▶ **WORK REQUEST**
In the records below, tally each line that contains the word "certified" and give the total only.

Records from a data source
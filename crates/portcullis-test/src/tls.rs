//! TlsIssuer: a minimal OIDC provider behind a self-signed certificate.
//!
//! Serves discovery and JWKS over HTTPS with a certificate generated per
//! instance, so no client trusts it unless verification is disabled.

use std::net::SocketAddr;
use std::sync::atomic::{AtomicUsize, Ordering};
use std::sync::Arc;

use rustls::pki_types::{CertificateDer, PrivateKeyDer, PrivatePkcs8KeyDer};
use serde_json::{json, Value};
use tokio::io::{AsyncReadExt, AsyncWriteExt};
use tokio::net::TcpListener;
use tokio::runtime::Runtime;
use tokio_rustls::TlsAcceptor;

use crate::key::{jwks, TestKey};
use crate::TestError;

const MAX_REQUEST_HEAD: usize = 16 * 1024;

struct Routes {
    discovery: Value,
    jwks: Value,
    discovery_requests: AtomicUsize,
    jwks_requests: AtomicUsize,
}

impl Routes {
    fn respond(&self, path: &str) -> (&'static str, String) {
        match path {
            "/.well-known/openid-configuration" => {
                self.discovery_requests.fetch_add(1, Ordering::SeqCst);
                ("200 OK", self.discovery.to_string())
            }
            "/jwks" => {
                self.jwks_requests.fetch_add(1, Ordering::SeqCst);
                ("200 OK", self.jwks.to_string())
            }
            _ => ("404 Not Found", "{}".to_string()),
        }
    }
}

/// HTTPS issuer on a random loopback port with a self-signed certificate.
pub struct TlsIssuer {
    addr: SocketAddr,
    routes: Arc<Routes>,
    _runtime: Runtime,
}

impl TlsIssuer {
    /// Start an issuer publishing `keys`.
    pub fn start(keys: Vec<TestKey>) -> Self {
        let acceptor = acceptor().expect("self-signed TLS config builds");
        let runtime = tokio::runtime::Builder::new_multi_thread()
            .worker_threads(1)
            .enable_all()
            .build()
            .expect("test runtime starts");

        let listener = runtime
            .block_on(TcpListener::bind("127.0.0.1:0"))
            .expect("bind an ephemeral port");
        let addr = listener.local_addr().expect("listener has an address");

        let base = format!("https://{}", addr);
        let routes = Arc::new(Routes {
            discovery: json!({
                "issuer": base,
                "jwks_uri": format!("{}/jwks", base),
                "id_token_signing_alg_values_supported": ["RS256", "ES256"],
            }),
            jwks: jwks(&keys),
            discovery_requests: AtomicUsize::new(0),
            jwks_requests: AtomicUsize::new(0),
        });

        runtime.spawn(serve(listener, acceptor, Arc::clone(&routes)));

        Self {
            addr,
            routes,
            _runtime: runtime,
        }
    }

    /// Issuer identifier (`https://127.0.0.1:<port>`).
    pub fn issuer(&self) -> String {
        format!("https://{}", self.addr)
    }

    /// Discovery requests that completed the TLS handshake.
    pub fn discovery_requests(&self) -> usize {
        self.routes.discovery_requests.load(Ordering::SeqCst)
    }

    pub fn jwks_requests(&self) -> usize {
        self.routes.jwks_requests.load(Ordering::SeqCst)
    }
}

fn acceptor() -> Result<TlsAcceptor, TestError> {
    let certified =
        rcgen::generate_simple_self_signed(vec!["localhost".to_string(), "127.0.0.1".to_string()])
            .map_err(|e| TestError::Fixture(format!("certificate generation: {}", e)))?;
    let cert: CertificateDer<'static> = certified.cert.der().clone();
    let key = PrivateKeyDer::Pkcs8(PrivatePkcs8KeyDer::from(certified.key_pair.serialize_der()));

    let provider = Arc::new(rustls::crypto::ring::default_provider());
    let config = rustls::ServerConfig::builder_with_provider(provider)
        .with_safe_default_protocol_versions()
        .map_err(|e| TestError::Fixture(format!("TLS versions: {}", e)))?
        .with_no_client_auth()
        .with_single_cert(vec![cert], key)
        .map_err(|e| TestError::Fixture(format!("TLS certificate: {}", e)))?;

    Ok(TlsAcceptor::from(Arc::new(config)))
}

async fn serve(listener: TcpListener, acceptor: TlsAcceptor, routes: Arc<Routes>) {
    loop {
        let Ok((stream, _)) = listener.accept().await else {
            continue;
        };
        let acceptor = acceptor.clone();
        let routes = Arc::clone(&routes);

        tokio::spawn(async move {
            // A verifying client aborts the handshake here.
            let Ok(mut tls) = acceptor.accept(stream).await else {
                return;
            };

            let mut head = Vec::new();
            let mut chunk = [0u8; 1024];
            while !head.windows(4).any(|w| w == b"\r\n\r\n") {
                match tls.read(&mut chunk).await {
                    Ok(0) | Err(_) => return,
                    Ok(n) => head.extend_from_slice(&chunk[..n]),
                }
                if head.len() > MAX_REQUEST_HEAD {
                    return;
                }
            }

            let request = String::from_utf8_lossy(&head);
            let path = request.split_whitespace().nth(1).unwrap_or("/");
            let (status, body) = routes.respond(path);
            let response = format!(
                "HTTP/1.1 {}\r\ncontent-type: application/json\r\ncontent-length: {}\r\nconnection: close\r\n\r\n{}",
                status,
                body.len(),
                body
            );
            let _ = tls.write_all(response.as_bytes()).await;
            let _ = tls.shutdown().await;
        });
    }
}
//! TestKey: signing keys that mint real tokens.

use std::sync::Arc;

use base64::engine::general_purpose::URL_SAFE_NO_PAD;
use base64::Engine as _;
use ring::rand::SystemRandom;
use ring::signature::{self, EcdsaKeyPair, KeyPair, RsaKeyPair};
use serde_json::{json, Value};

use crate::TestError;

const RSA_K1_PEM: &str = include_str!("../fixtures/rsa_k1.pem");
const RSA_K2_PEM: &str = include_str!("../fixtures/rsa_k2.pem");
const EC_P256_PEM: &str = include_str!("../fixtures/ec_p256.pem");

/// Public modulus of `rsa_k1.pem`.
const RSA_K1_N: &str = "wohm_qeeKop6frzg7swVv78zUVP8lX5Nxn9ppKAWAACt6_p1ppcwDy4R6u0QCTwPdvdS3ILvD6x2EfaTMWwpM1_9t-30Zx9a1MuJW_l1zJPJWX00ULxyM8DwxuaralmceQCidtAOT57TjYXWUQS57E8c2fB_utA5ljoAEQ4jyqFAc38zt3WedNJjtScTl0g0VqnVw2LJ_dVO1dmSEAgfCvXouD_A6JCn6FTT7xah5U0c8kw3itsTeuUrCGDWTYMe8dj8Dv_MLYYb1mHki8OrA2DlKd7WQ6dy341ioVY8ewixffv5gSWImHuVagXF6MVXPvZqwG0L0YrMQZHHATohFw";

/// Public modulus of `rsa_k2.pem`.
const RSA_K2_N: &str = "0wLjIrfjTB4q50RO6OeexHMxLM19VyZyboBjLbBJhWak38310NMFOfE9swMFFbaEcGbRdrAFxT2nBg1a5ZKp3HFN0IWlEqeG7ExITFlSZZJVgkjcocrjAePI_KfEO7VJ2LwAUoQ_SVd9yCRd7m9HeTrplFHSmBGgDWVKNYhpH8WX_Y8zVlQZCh1V8zs_JlSf9aMbnf5473IDykA5jhPEvbVW0O2NggB-IIo2e6NO4PKf6OEK3yK-eHUC6tDU7f6AxNEmogtfTCzFlEDarR5vRdIcBA5h0sSAjRc2ANpqOsgM2fs9UbWTD36QM0SUVnytbiZebS-9XhFbpM8M189VeQ";

#[derive(Clone)]
enum Signer {
    Rsa { pair: Arc<RsaKeyPair>, n: &'static str },
    Ec(Arc<EcdsaKeyPair>),
}

/// A private key plus the header fields stamped on tokens it signs.
#[derive(Clone)]
pub struct TestKey {
    signer: Signer,
    kid: Option<String>,
    typ: Option<String>,
}

impl TestKey {
    /// RSA key `k1` (RS256).
    pub fn rsa_k1() -> Self {
        Self::rsa_fixture(RSA_K1_PEM, RSA_K1_N, "k1")
    }

    /// RSA key `k2` (RS256), used as the rotated-in key.
    pub fn rsa_k2() -> Self {
        Self::rsa_fixture(RSA_K2_PEM, RSA_K2_N, "k2")
    }

    /// The P-256 fixture key (ES256) under `kid`.
    pub fn ec_p256(kid: &str) -> Self {
        let der = pkcs8_der(EC_P256_PEM).expect("bundled EC fixture is valid PEM");
        let pair = EcdsaKeyPair::from_pkcs8(
            &signature::ECDSA_P256_SHA256_FIXED_SIGNING,
            &der,
            &SystemRandom::new(),
        )
        .expect("bundled EC fixture is a P-256 key");
        Self {
            signer: Signer::Ec(Arc::new(pair)),
            kid: Some(kid.to_string()),
            typ: None,
        }
    }

    fn rsa_fixture(pem: &str, n: &'static str, kid: &str) -> Self {
        let der = pkcs8_der(pem).expect("bundled RSA fixture is valid PEM");
        let pair = RsaKeyPair::from_pkcs8(&der).expect("bundled RSA fixture is an RSA key");
        Self {
            signer: Signer::Rsa {
                pair: Arc::new(pair),
                n,
            },
            kid: Some(kid.to_string()),
            typ: None,
        }
    }

    /// Same key, different `kid`.
    pub fn with_kid(&self, kid: &str) -> Self {
        Self {
            kid: Some(kid.to_string()),
            ..self.clone()
        }
    }

    /// Same key, no `kid` in headers or JWK.
    pub fn without_kid(&self) -> Self {
        Self {
            kid: None,
            ..self.clone()
        }
    }

    /// Same key, with a `typ` header.
    pub fn with_typ(&self, typ: &str) -> Self {
        Self {
            typ: Some(typ.to_string()),
            ..self.clone()
        }
    }

    pub fn kid(&self) -> Option<&str> {
        self.kid.as_deref()
    }

    pub fn alg(&self) -> &'static str {
        match self.signer {
            Signer::Rsa { .. } => "RS256",
            Signer::Ec(_) => "ES256",
        }
    }

    /// Public JWK for a JWKS document.
    pub fn jwk(&self) -> Value {
        let mut jwk = match &self.signer {
            Signer::Rsa { n, .. } => json!({
                "kty": "RSA",
                "use": "sig",
                "n": n,
                "e": "AQAB",
            }),
            Signer::Ec(pair) => {
                // Uncompressed point: 0x04 || x || y
                let point = pair.public_key().as_ref();
                json!({
                    "kty": "EC",
                    "use": "sig",
                    "crv": "P-256",
                    "x": URL_SAFE_NO_PAD.encode(&point[1..33]),
                    "y": URL_SAFE_NO_PAD.encode(&point[33..65]),
                })
            }
        };
        if let Some(kid) = &self.kid {
            jwk["kid"] = json!(kid);
        }
        jwk
    }

    /// Raw signature over `message`.
    pub fn sign_bytes(&self, message: &[u8]) -> Vec<u8> {
        let rng = SystemRandom::new();
        match &self.signer {
            Signer::Rsa { pair, .. } => {
                let mut sig = vec![0u8; pair.public().modulus_len()];
                pair.sign(&signature::RSA_PKCS1_SHA256, &rng, message, &mut sig)
                    .expect("RSA signing succeeds");
                sig
            }
            Signer::Ec(pair) => pair
                .sign(&rng, message)
                .expect("ECDSA signing succeeds")
                .as_ref()
                .to_vec(),
        }
    }

    /// Compact JWS over `claims` with this key's header.
    pub fn sign(&self, claims: &Value) -> String {
        let mut header = json!({ "alg": self.alg() });
        if let Some(kid) = &self.kid {
            header["kid"] = json!(kid);
        }
        if let Some(typ) = &self.typ {
            header["typ"] = json!(typ);
        }

        let signing_input = format!(
            "{}.{}",
            Self::encode_segment(&header),
            Self::encode_segment(claims)
        );
        let sig = self.sign_bytes(signing_input.as_bytes());
        format!("{}.{}", signing_input, URL_SAFE_NO_PAD.encode(sig))
    }

    /// base64url(JSON) segment.
    pub fn encode_segment(value: &Value) -> String {
        URL_SAFE_NO_PAD.encode(value.to_string())
    }
}

/// JWKS document for `keys`.
pub fn jwks(keys: &[TestKey]) -> Value {
    json!({ "keys": keys.iter().map(TestKey::jwk).collect::<Vec<_>>() })
}

fn pkcs8_der(pem: &str) -> Result<Vec<u8>, TestError> {
    let mut reader = pem.as_bytes();
    let key = rustls_pemfile::pkcs8_private_keys(&mut reader)
        .next()
        .ok_or_else(|| TestError::Fixture("no PKCS#8 key in PEM".into()))??;
    Ok(key.secret_pkcs8_der().to_vec())
}

#[cfg(test)]
mod tests {
    use super::*;

    #[test]
    fn rsa_public_key_matches_fixture() {
        let key = TestKey::rsa_k1();
        let sig = key.sign_bytes(b"message");

        let n = URL_SAFE_NO_PAD.decode(RSA_K1_N).unwrap();
        let e = [1u8, 0, 1];
        let public = signature::RsaPublicKeyComponents { n: &n[..], e: &e[..] };
        assert!(public
            .verify(&signature::RSA_PKCS1_2048_8192_SHA256, b"message", &sig)
            .is_ok());
    }

    #[test]
    fn ec_fixture_is_stable() {
        assert_eq!(TestKey::ec_p256("a").jwk()["x"], TestKey::ec_p256("b").jwk()["x"]);
    }

    #[test]
    fn token_has_three_segments() {
        let token = TestKey::rsa_k2().with_typ("at+jwt").sign(&json!({ "sub": "u1" }));
        assert_eq!(token.split('.').count(), 3);

        let header = token.split('.').next().unwrap();
        let header: Value = serde_json::from_slice(&URL_SAFE_NO_PAD.decode(header).unwrap()).unwrap();
        assert_eq!(header, json!({ "alg": "RS256", "kid": "k2", "typ": "at+jwt" }));
    }

    #[test]
    fn without_kid_drops_it_everywhere() {
        let key = TestKey::rsa_k1().without_kid();
        assert!(key.jwk().get("kid").is_none());
        assert!(key.kid().is_none());
    }
}
//! JWS signature verification.
//!
//! RSA (PKCS#1 v1.5 and PSS) and ECDSA over P-256/P-384, verified with
//! `ring`. `none` and HMAC algorithms are never accepted: an issuer's public
//! key set cannot authenticate a symmetric signature.

use std::fmt;
use std::str::FromStr;

use base64::engine::general_purpose::URL_SAFE_NO_PAD;
use base64::Engine as _;
use ring::signature::{self, RsaPublicKeyComponents, UnparsedPublicKey};

/// Signature algorithms the engine can verify.
#[derive(Debug, Clone, Copy, PartialEq, Eq, Hash)]
pub enum Algorithm {
    RS256,
    RS384,
    RS512,
    PS256,
    PS384,
    PS512,
    ES256,
    ES384,
}

/// JWK key family.
#[derive(Debug, Clone, Copy, PartialEq, Eq)]
pub enum KeyType {
    Rsa,
    Ec,
}

/// Named elliptic curve.
#[derive(Debug, Clone, Copy, PartialEq, Eq)]
pub enum Curve {
    P256,
    P384,
}

impl Algorithm {
    pub const ALL: [Algorithm; 8] = [
        Algorithm::RS256,
        Algorithm::RS384,
        Algorithm::RS512,
        Algorithm::PS256,
        Algorithm::PS384,
        Algorithm::PS512,
        Algorithm::ES256,
        Algorithm::ES384,
    ];

    pub fn as_str(&self) -> &'static str {
        match self {
            Algorithm::RS256 => "RS256",
            Algorithm::RS384 => "RS384",
            Algorithm::RS512 => "RS512",
            Algorithm::PS256 => "PS256",
            Algorithm::PS384 => "PS384",
            Algorithm::PS512 => "PS512",
            Algorithm::ES256 => "ES256",
            Algorithm::ES384 => "ES384",
        }
    }

    pub fn key_type(&self) -> KeyType {
        match self {
            Algorithm::ES256 | Algorithm::ES384 => KeyType::Ec,
            _ => KeyType::Rsa,
        }
    }

    /// Curve an EC algorithm is defined over.
    pub fn curve(&self) -> Option<Curve> {
        match self {
            Algorithm::ES256 => Some(Curve::P256),
            Algorithm::ES384 => Some(Curve::P384),
            _ => None,
        }
    }
}

impl fmt::Display for Algorithm {
    fn fmt(&self, f: &mut fmt::Formatter<'_>) -> fmt::Result {
        f.write_str(self.as_str())
    }
}

impl FromStr for Algorithm {
    type Err = String;

    fn from_str(s: &str) -> Result<Self, Self::Err> {
        Algorithm::ALL
            .iter()
            .copied()
            .find(|alg| alg.as_str() == s)
            .ok_or_else(|| s.to_string())
    }
}

impl Curve {
    pub fn from_name(name: &str) -> Option<Self> {
        match name {
            "P-256" => Some(Curve::P256),
            "P-384" => Some(Curve::P384),
            _ => None,
        }
    }

    pub fn name(&self) -> &'static str {
        match self {
            Curve::P256 => "P-256",
            Curve::P384 => "P-384",
        }
    }

    fn coordinate_len(&self) -> usize {
        match self {
            Curve::P256 => 32,
            Curve::P384 => 48,
        }
    }
}

/// Decoded public key material.
#[derive(Clone, PartialEq, Eq)]
pub enum PublicKey {
    Rsa { n: Vec<u8>, e: Vec<u8> },
    /// Uncompressed SEC1 point, `0x04 || x || y`.
    Ec { curve: Curve, point: Vec<u8> },
}

impl fmt::Debug for PublicKey {
    fn fmt(&self, f: &mut fmt::Formatter<'_>) -> fmt::Result {
        match self {
            PublicKey::Rsa { n, .. } => write!(f, "PublicKey::Rsa({} bits)", n.len() * 8),
            PublicKey::Ec { curve, .. } => write!(f, "PublicKey::Ec({})", curve.name()),
        }
    }
}

impl PublicKey {
    /// Build an RSA key from base64url `n` and `e`.
    pub fn rsa_from_jwk(n: &str, e: &str) -> Result<Self, String> {
        let n = base64url_decode(n).map_err(|e| format!("invalid base64url in n: {}", e))?;
        let e = base64url_decode(e).map_err(|e| format!("invalid base64url in e: {}", e))?;
        // ring wants minimal big-endian integers.
        let n = strip_leading_zeros(n);
        let e = strip_leading_zeros(e);
        if n.is_empty() || e.is_empty() {
            return Err("empty RSA component".into());
        }
        Ok(PublicKey::Rsa { n, e })
    }

    /// Build an EC key from a curve name and base64url coordinates.
    pub fn ec_from_jwk(crv: &str, x: &str, y: &str) -> Result<Self, String> {
        let curve = Curve::from_name(crv).ok_or_else(|| format!("unsupported curve: {}", crv))?;
        let x = base64url_decode(x).map_err(|e| format!("invalid base64url in x: {}", e))?;
        let y = base64url_decode(y).map_err(|e| format!("invalid base64url in y: {}", e))?;

        let len = curve.coordinate_len();
        if x.len() != len || y.len() != len {
            return Err(format!("coordinates do not match curve {}", curve.name()));
        }

        let mut point = Vec::with_capacity(1 + 2 * len);
        point.push(0x04);
        point.extend_from_slice(&x);
        point.extend_from_slice(&y);
        Ok(PublicKey::Ec { curve, point })
    }

    pub fn key_type(&self) -> KeyType {
        match self {
            PublicKey::Rsa { .. } => KeyType::Rsa,
            PublicKey::Ec { .. } => KeyType::Ec,
        }
    }

    /// Whether this key can verify signatures made with `alg`.
    pub fn supports(&self, alg: Algorithm) -> bool {
        match self {
            PublicKey::Rsa { .. } => alg.key_type() == KeyType::Rsa,
            PublicKey::Ec { curve, .. } => alg.curve() == Some(*curve),
        }
    }

    /// Verify `sig` over `message`. Any mismatch, including a key that does
    /// not fit `alg`, is reported as `false`.
    pub fn verify(&self, alg: Algorithm, message: &[u8], sig: &[u8]) -> bool {
        if !self.supports(alg) {
            return false;
        }
        match self {
            PublicKey::Rsa { n, e } => verify_rsa(alg, n, e, message, sig),
            PublicKey::Ec { point, .. } => verify_ec(alg, point, message, sig),
        }
    }
}

fn verify_rsa(alg: Algorithm, n: &[u8], e: &[u8], message: &[u8], sig: &[u8]) -> bool {
    let params: &signature::RsaParameters = match alg {
        Algorithm::RS256 => &signature::RSA_PKCS1_2048_8192_SHA256,
        Algorithm::RS384 => &signature::RSA_PKCS1_2048_8192_SHA384,
        Algorithm::RS512 => &signature::RSA_PKCS1_2048_8192_SHA512,
        Algorithm::PS256 => &signature::RSA_PSS_2048_8192_SHA256,
        Algorithm::PS384 => &signature::RSA_PSS_2048_8192_SHA384,
        Algorithm::PS512 => &signature::RSA_PSS_2048_8192_SHA512,
        Algorithm::ES256 | Algorithm::ES384 => return false,
    };

    RsaPublicKeyComponents { n, e }
        .verify(params, message, sig)
        .is_ok()
}

fn verify_ec(alg: Algorithm, point: &[u8], message: &[u8], sig: &[u8]) -> bool {
    let verifier: &signature::EcdsaVerificationAlgorithm = match alg {
        Algorithm::ES256 => &signature::ECDSA_P256_SHA256_FIXED,
        Algorithm::ES384 => &signature::ECDSA_P384_SHA384_FIXED,
        _ => return false,
    };

    UnparsedPublicKey::new(verifier, point)
        .verify(message, sig)
        .is_ok()
}

fn strip_leading_zeros(mut bytes: Vec<u8>) -> Vec<u8> {
    let zeros = bytes.iter().take_while(|&&b| b == 0).count();
    bytes.drain(..zeros);
    bytes
}

/// Decode unpadded base64url, tolerating trailing padding.
pub(crate) fn base64url_decode(input: &str) -> Result<Vec<u8>, base64::DecodeError> {
    URL_SAFE_NO_PAD.decode(input.trim_end_matches('='))
}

▶ **ANSWER SECTION**
3